• _Data supplied_
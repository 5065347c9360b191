//! Declarative mapping configuration.

use std::borrow::Cow;
use core::hash::Hash;

use crate::entity::{Entity, FieldKind, FieldRef};
use crate::error::{MappingError, Result};

use super::reader::{EntityTemplate, ReaderTemplate};
use super::relation::{Cardinality, IncludeResolver, KeyFn, Many, One, Resolve};
use super::spec::FieldSpec;

/// Configures how one entity is read and which relationships it includes.
///
/// The root node reads result set 0; every include adds a child node
/// reading the result set it names.
///
/// ```ignore
/// let mapping = Mapping::<User>::configure(|user| {
///     user.ignore_missing_columns();
///     user.include_list_with(User::POSTS, |u| u.user_id, |p: &Post| p.user_id, 1, |post| {
///         post.include_list(Post::COMMENTS, |p| p.post_id, |c: &Comment| c.post_id, 2)?;
///         Ok(())
///     })?
///     .include_single_with(User::AVATAR, |u| u.user_id, |a: &Avatar| a.user_id, 3, |avatar| {
///         avatar.rename(Avatar::URI, "Url")?;
///         Ok(())
///     })?;
///     Ok(())
/// })?;
/// ```
pub struct NodeBuilder<T: Entity> {
    result_set: usize,
    ignore_missing: bool,
    ignored: Vec<&'static str>,
    renamed: Vec<(&'static str, Cow<'static, str>)>,
    optional: Vec<&'static str>,
    includes: Vec<Include<T>>,
}

struct Include<T> {
    resolver: Box<dyn Resolve<T>>,
    child: Box<dyn CompileNode>,
}

impl<T: Entity> NodeBuilder<T> {
    pub(crate) fn new(result_set: usize) -> Self {
        Self {
            result_set,
            ignore_missing: false,
            ignored: Vec::new(),
            renamed: Vec::new(),
            optional: Vec::new(),
            includes: Vec::new(),
        }
    }

    /// Result set this node reads.
    pub fn result_set(&self) -> usize {
        self.result_set
    }

    /// Fills `field` with every row of `result_set` whose `primary` key equals
    /// the parent's `foreign` key.
    pub fn include_list<U, K, F, P>(
        &mut self,
        field: FieldRef<T, Vec<U>>,
        foreign: F,
        primary: P,
        result_set: usize,
    ) -> Result<&mut Self>
    where
        U: Entity,
        K: Eq + Hash + 'static,
        F: Fn(&T) -> K + Send + Sync + 'static,
        P: Fn(&U) -> K + Send + Sync + 'static,
    {
        self.include::<U, K, Many, _>(field, Box::new(foreign), Box::new(primary), result_set, |_| {
            Ok(())
        })
    }

    /// Like [`include_list`](Self::include_list), configuring the child node.
    pub fn include_list_with<U, K, F, P, G>(
        &mut self,
        field: FieldRef<T, Vec<U>>,
        foreign: F,
        primary: P,
        result_set: usize,
        configure: G,
    ) -> Result<&mut Self>
    where
        U: Entity,
        K: Eq + Hash + 'static,
        F: Fn(&T) -> K + Send + Sync + 'static,
        P: Fn(&U) -> K + Send + Sync + 'static,
        G: FnOnce(&mut NodeBuilder<U>) -> Result<()>,
    {
        self.include::<U, K, Many, G>(
            field,
            Box::new(foreign),
            Box::new(primary),
            result_set,
            configure,
        )
    }

    /// Fills `field` with one row of `result_set` whose `primary` key equals
    /// the parent's `foreign` key, or leaves it `None`.
    pub fn include_single<U, K, F, P>(
        &mut self,
        field: FieldRef<T, Option<U>>,
        foreign: F,
        primary: P,
        result_set: usize,
    ) -> Result<&mut Self>
    where
        U: Entity,
        K: Eq + Hash + 'static,
        F: Fn(&T) -> K + Send + Sync + 'static,
        P: Fn(&U) -> K + Send + Sync + 'static,
    {
        self.include::<U, K, One, _>(field, Box::new(foreign), Box::new(primary), result_set, |_| {
            Ok(())
        })
    }

    /// Like [`include_single`](Self::include_single), configuring the child node.
    pub fn include_single_with<U, K, F, P, G>(
        &mut self,
        field: FieldRef<T, Option<U>>,
        foreign: F,
        primary: P,
        result_set: usize,
        configure: G,
    ) -> Result<&mut Self>
    where
        U: Entity,
        K: Eq + Hash + 'static,
        F: Fn(&T) -> K + Send + Sync + 'static,
        P: Fn(&U) -> K + Send + Sync + 'static,
        G: FnOnce(&mut NodeBuilder<U>) -> Result<()>,
    {
        self.include::<U, K, One, G>(
            field,
            Box::new(foreign),
            Box::new(primary),
            result_set,
            configure,
        )
    }

    /// Never fill `field`, even when a column of its name exists.
    pub fn ignore<V>(&mut self, field: FieldRef<T, V>) -> Result<&mut Self> {
        match self.kind_of(field.name())? {
            FieldKind::Column | FieldKind::Ignored => {}
            actual => return Err(kind_mismatch::<T>(field.name(), FieldKind::Column, actual)),
        }
        if !self.ignored.contains(&field.name()) {
            self.ignored.push(field.name());
        }
        Ok(self)
    }

    /// Read `field` from `column` instead of its default column.
    pub fn rename<V>(
        &mut self,
        field: FieldRef<T, V>,
        column: impl Into<Cow<'static, str>>,
    ) -> Result<&mut Self> {
        self.expect_kind(field.name(), FieldKind::Column)?;
        self.renamed.retain(|(name, _)| *name != field.name());
        self.renamed.push((field.name(), column.into()));
        Ok(self)
    }

    /// Leave `field` at its default when its column is absent.
    pub fn optional<V>(&mut self, field: FieldRef<T, V>) -> Result<&mut Self> {
        self.expect_kind(field.name(), FieldKind::Column)?;
        if !self.optional.contains(&field.name()) {
            self.optional.push(field.name());
        }
        Ok(self)
    }

    /// Make every column field of this node and its descendants optional.
    pub fn ignore_missing_columns(&mut self) -> &mut Self {
        self.ignore_missing = true;
        self
    }

    fn include<U, K, C, G>(
        &mut self,
        field: FieldRef<T, C::Field>,
        foreign: KeyFn<T, K>,
        primary: KeyFn<U, K>,
        result_set: usize,
        configure: G,
    ) -> Result<&mut Self>
    where
        U: Entity,
        K: Eq + Hash + 'static,
        C: Cardinality<U>,
        G: FnOnce(&mut NodeBuilder<U>) -> Result<()>,
    {
        self.expect_kind(field.name(), FieldKind::Relation)?;
        if self
            .includes
            .iter()
            .any(|include| include.resolver.field() == field.name())
        {
            return Err(MappingError::DuplicateRelation {
                entity: T::NAME,
                field: field.name(),
            });
        }

        let mut child = NodeBuilder::<U>::new(result_set);
        configure(&mut child)?;

        self.includes.push(Include {
            resolver: Box::new(IncludeResolver::<T, U, K, C>::new(
                field, foreign, primary, result_set,
            )),
            child: Box::new(child),
        });
        Ok(self)
    }

    fn kind_of(&self, field: &'static str) -> Result<FieldKind> {
        T::field_kind(field).ok_or(MappingError::UnknownField {
            entity: T::NAME,
            field,
        })
    }

    fn expect_kind(&self, field: &'static str, expected: FieldKind) -> Result<()> {
        match self.kind_of(field)? {
            actual if actual == expected => Ok(()),
            actual => Err(kind_mismatch::<T>(field, expected, actual)),
        }
    }

    /// Field specs of this node with every override applied.
    fn field_specs(&self, tolerate: bool) -> Vec<FieldSpec<T>> {
        T::columns()
            .into_iter()
            .filter(|column| !self.ignored.contains(&column.name))
            .map(|column| {
                let mut spec = FieldSpec::from_column(column);
                if let Some((_, renamed)) = self.renamed.iter().find(|(name, _)| *name == spec.field) {
                    spec.column = renamed.clone();
                }
                spec.optional |= tolerate || self.optional.contains(&spec.field);
                spec
            })
            .collect()
    }
}

fn kind_mismatch<T: Entity>(
    field: &'static str,
    expected: FieldKind,
    actual: FieldKind,
) -> MappingError {
    MappingError::FieldKind {
        entity: T::NAME,
        field,
        expected: expected.as_str(),
        actual: actual.as_str(),
    }
}

/// Reader templates of a configured tree, indexed by result set.
#[derive(Default)]
pub(crate) struct Compiled {
    pub(crate) readers: Vec<Option<Box<dyn ReaderTemplate>>>,
    /// Result sets in registration (pre-)order
    pub(crate) order: Vec<usize>,
}

impl Compiled {
    fn register(&mut self, template: Box<dyn ReaderTemplate>) -> Result<()> {
        let index = template.result_set();
        if index >= self.readers.len() {
            self.readers.resize_with(index + 1, || None);
        }
        if let Some(existing) = &self.readers[index] {
            return Err(MappingError::DuplicateResultSet {
                index,
                first: existing.entity(),
                second: template.entity(),
            });
        }
        self.readers[index] = Some(template);
        self.order.push(index);
        Ok(())
    }
}

/// A configured node whose entity type has been erased.
pub(crate) trait CompileNode {
    fn compile(self: Box<Self>, tolerate: bool, out: &mut Compiled) -> Result<()>;
}

impl<T: Entity> CompileNode for NodeBuilder<T> {
    fn compile(self: Box<Self>, tolerate: bool, out: &mut Compiled) -> Result<()> {
        let tolerate = tolerate || self.ignore_missing;
        let fields = self.field_specs(tolerate);

        let node = *self;
        let (resolvers, children): (Vec<_>, Vec<_>) = node
            .includes
            .into_iter()
            .map(|include| (include.resolver, include.child))
            .unzip();

        out.register(Box::new(EntityTemplate::new(
            node.result_set,
            fields,
            resolvers,
        )))?;

        children
            .into_iter()
            .try_for_each(|child| child.compile(tolerate, out))
    }
}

• _Task statement_
Retype the first line of the entries and every line after it, please, through the line that contains "a child node". Add nothing.

• _Solution to the problem_
repository 5065347c9360b191
//! Declarative mapping configuration.

use std::borrow::Cow;
use core::hash::Hash;

use crate::entity::{Entity, FieldKind, FieldRef};
use crate::error::{MappingError, Result};

use super::reader::{EntityTemplate, ReaderTemplate};
use super::relation::{Cardinality, IncludeResolver, KeyFn, Many, One, Resolve};
use super::spec::FieldSpec;

/// Configures how one entity is read and which relationships it includes.
///
/// The root node reads result set 0; every include adds a child node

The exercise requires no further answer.